* _GOAL OF THE EXERCISE_
When a line of the records contains "embedded", copy it.

* _DATA PROVIDED_
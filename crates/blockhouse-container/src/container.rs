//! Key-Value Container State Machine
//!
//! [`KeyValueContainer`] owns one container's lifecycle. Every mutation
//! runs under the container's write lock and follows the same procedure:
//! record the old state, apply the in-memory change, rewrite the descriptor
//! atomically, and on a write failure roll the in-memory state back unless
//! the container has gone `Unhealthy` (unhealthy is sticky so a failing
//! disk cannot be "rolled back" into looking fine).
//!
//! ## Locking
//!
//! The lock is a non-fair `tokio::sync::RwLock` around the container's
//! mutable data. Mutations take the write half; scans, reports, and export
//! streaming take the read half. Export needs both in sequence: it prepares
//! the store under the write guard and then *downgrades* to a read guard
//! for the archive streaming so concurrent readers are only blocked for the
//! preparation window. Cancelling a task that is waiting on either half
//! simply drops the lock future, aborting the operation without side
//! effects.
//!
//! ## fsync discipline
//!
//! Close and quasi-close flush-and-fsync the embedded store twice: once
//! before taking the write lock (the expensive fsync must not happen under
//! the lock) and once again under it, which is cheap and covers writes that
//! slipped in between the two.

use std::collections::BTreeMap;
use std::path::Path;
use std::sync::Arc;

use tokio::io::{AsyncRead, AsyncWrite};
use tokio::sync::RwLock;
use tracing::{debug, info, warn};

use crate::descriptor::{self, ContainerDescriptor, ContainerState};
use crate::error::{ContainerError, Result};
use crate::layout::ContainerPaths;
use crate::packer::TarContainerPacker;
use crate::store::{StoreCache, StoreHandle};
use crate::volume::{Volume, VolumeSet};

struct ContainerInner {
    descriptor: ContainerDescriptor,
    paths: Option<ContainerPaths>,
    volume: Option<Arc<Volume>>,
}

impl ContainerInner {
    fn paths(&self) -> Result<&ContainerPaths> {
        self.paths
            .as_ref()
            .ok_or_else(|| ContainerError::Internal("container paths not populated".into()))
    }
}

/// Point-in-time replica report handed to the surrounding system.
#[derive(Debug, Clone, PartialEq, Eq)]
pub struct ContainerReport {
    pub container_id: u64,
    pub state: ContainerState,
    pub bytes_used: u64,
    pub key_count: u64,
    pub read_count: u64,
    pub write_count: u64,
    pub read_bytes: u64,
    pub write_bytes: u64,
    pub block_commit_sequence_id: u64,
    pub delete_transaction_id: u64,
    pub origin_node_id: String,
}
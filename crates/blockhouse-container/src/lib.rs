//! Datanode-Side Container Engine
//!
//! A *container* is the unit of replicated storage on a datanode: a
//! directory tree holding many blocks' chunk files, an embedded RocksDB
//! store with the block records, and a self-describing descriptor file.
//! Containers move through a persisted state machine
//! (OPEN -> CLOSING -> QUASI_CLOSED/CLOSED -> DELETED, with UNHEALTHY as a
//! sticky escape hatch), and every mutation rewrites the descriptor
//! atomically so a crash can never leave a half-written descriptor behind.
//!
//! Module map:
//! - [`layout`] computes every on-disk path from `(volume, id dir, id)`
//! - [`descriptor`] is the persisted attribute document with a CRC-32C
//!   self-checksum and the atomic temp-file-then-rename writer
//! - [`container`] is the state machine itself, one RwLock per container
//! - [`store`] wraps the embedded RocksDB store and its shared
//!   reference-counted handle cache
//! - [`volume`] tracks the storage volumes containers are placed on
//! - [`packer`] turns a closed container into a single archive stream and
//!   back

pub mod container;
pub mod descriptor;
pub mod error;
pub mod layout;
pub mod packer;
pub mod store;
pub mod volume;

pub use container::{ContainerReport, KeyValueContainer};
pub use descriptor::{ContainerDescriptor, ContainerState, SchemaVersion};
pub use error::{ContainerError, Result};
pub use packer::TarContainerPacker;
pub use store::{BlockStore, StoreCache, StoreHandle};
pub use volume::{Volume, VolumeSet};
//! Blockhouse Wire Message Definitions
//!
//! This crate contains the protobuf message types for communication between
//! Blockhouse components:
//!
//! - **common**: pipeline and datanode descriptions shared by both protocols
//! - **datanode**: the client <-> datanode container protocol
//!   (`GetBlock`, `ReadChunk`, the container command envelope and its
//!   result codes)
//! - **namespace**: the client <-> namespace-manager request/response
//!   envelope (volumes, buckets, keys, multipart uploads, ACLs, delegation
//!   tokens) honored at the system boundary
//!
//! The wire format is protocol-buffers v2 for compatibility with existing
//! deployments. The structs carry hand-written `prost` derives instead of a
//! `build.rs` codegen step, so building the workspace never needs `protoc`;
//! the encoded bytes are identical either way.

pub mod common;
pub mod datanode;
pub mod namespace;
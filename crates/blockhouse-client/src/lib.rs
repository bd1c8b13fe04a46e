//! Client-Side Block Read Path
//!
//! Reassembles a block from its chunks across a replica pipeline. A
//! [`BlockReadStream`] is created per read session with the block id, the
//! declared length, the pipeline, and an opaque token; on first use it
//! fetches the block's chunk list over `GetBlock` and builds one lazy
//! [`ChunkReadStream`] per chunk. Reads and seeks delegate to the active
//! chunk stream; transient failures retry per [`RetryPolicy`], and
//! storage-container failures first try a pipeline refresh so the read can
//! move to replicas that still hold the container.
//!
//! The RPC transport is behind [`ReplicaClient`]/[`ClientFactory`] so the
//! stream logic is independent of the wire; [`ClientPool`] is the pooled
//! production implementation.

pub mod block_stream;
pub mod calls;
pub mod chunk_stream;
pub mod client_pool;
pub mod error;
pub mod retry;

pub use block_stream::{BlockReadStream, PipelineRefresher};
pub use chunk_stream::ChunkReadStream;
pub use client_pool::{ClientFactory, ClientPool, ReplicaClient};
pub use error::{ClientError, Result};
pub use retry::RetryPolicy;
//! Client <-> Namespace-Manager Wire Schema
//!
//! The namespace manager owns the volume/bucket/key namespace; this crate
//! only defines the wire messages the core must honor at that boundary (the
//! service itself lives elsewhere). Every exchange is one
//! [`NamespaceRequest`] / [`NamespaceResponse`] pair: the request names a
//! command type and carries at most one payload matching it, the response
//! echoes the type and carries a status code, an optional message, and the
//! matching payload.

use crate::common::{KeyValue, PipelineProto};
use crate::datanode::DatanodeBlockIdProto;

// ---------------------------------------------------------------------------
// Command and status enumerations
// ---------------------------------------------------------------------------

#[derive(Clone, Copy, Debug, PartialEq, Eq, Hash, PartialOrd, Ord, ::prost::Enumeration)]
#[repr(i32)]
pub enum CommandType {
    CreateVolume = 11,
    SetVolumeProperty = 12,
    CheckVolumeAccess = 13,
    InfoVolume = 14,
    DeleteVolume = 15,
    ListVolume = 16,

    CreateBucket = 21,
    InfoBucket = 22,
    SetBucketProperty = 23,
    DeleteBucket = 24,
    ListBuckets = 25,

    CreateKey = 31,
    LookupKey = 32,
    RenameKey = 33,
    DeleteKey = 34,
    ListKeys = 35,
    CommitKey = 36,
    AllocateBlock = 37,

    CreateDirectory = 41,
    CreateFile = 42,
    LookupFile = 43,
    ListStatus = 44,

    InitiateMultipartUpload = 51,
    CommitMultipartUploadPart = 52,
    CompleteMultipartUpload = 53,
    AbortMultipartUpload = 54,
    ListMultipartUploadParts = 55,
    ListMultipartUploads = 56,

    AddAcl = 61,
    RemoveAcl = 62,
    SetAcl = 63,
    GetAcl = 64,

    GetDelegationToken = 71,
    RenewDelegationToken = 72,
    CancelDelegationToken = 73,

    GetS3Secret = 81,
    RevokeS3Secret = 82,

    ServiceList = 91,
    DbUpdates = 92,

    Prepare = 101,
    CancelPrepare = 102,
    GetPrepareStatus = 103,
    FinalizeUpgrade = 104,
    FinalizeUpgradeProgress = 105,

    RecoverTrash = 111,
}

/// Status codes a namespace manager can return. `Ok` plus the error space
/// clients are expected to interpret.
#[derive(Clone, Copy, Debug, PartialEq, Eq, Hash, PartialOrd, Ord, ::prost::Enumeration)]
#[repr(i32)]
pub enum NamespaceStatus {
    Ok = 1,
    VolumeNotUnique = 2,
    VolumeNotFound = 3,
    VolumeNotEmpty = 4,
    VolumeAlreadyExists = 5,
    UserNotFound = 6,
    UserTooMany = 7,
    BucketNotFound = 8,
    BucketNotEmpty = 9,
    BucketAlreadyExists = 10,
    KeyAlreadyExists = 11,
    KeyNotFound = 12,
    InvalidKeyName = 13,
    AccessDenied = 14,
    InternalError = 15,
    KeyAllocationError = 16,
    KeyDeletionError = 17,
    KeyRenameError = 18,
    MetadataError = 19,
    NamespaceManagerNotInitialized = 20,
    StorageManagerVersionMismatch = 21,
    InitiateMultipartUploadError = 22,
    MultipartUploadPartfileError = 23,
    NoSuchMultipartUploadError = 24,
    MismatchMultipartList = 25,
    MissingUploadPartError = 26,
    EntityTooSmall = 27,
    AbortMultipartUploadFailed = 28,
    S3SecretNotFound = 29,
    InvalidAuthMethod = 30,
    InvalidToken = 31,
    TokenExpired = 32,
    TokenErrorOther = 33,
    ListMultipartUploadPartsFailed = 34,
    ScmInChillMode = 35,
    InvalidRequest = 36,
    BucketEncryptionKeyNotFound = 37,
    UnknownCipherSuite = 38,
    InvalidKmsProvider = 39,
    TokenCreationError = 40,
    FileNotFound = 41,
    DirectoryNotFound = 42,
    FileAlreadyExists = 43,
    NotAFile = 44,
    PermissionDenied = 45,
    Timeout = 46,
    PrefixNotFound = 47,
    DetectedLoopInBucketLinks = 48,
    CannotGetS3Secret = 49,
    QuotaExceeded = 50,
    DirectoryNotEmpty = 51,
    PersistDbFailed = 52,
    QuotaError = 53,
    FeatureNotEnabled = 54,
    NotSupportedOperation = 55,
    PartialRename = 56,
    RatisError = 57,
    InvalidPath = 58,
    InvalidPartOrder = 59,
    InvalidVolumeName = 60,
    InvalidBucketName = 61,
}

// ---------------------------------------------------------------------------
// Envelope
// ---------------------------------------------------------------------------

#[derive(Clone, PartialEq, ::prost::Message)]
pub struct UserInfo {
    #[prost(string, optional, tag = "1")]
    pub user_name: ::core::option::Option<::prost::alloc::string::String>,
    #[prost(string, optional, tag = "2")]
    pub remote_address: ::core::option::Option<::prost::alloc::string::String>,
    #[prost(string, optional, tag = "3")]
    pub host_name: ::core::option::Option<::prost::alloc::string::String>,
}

* _RESULT OF THE EXERCISE_
//! Close and quasi-close flush-and-fsync the embedded store twice: once
//! directory tree holding many blocks' chunk files, an embedded RocksDB
//! - [`store`] wraps the embedded RocksDB store and its shared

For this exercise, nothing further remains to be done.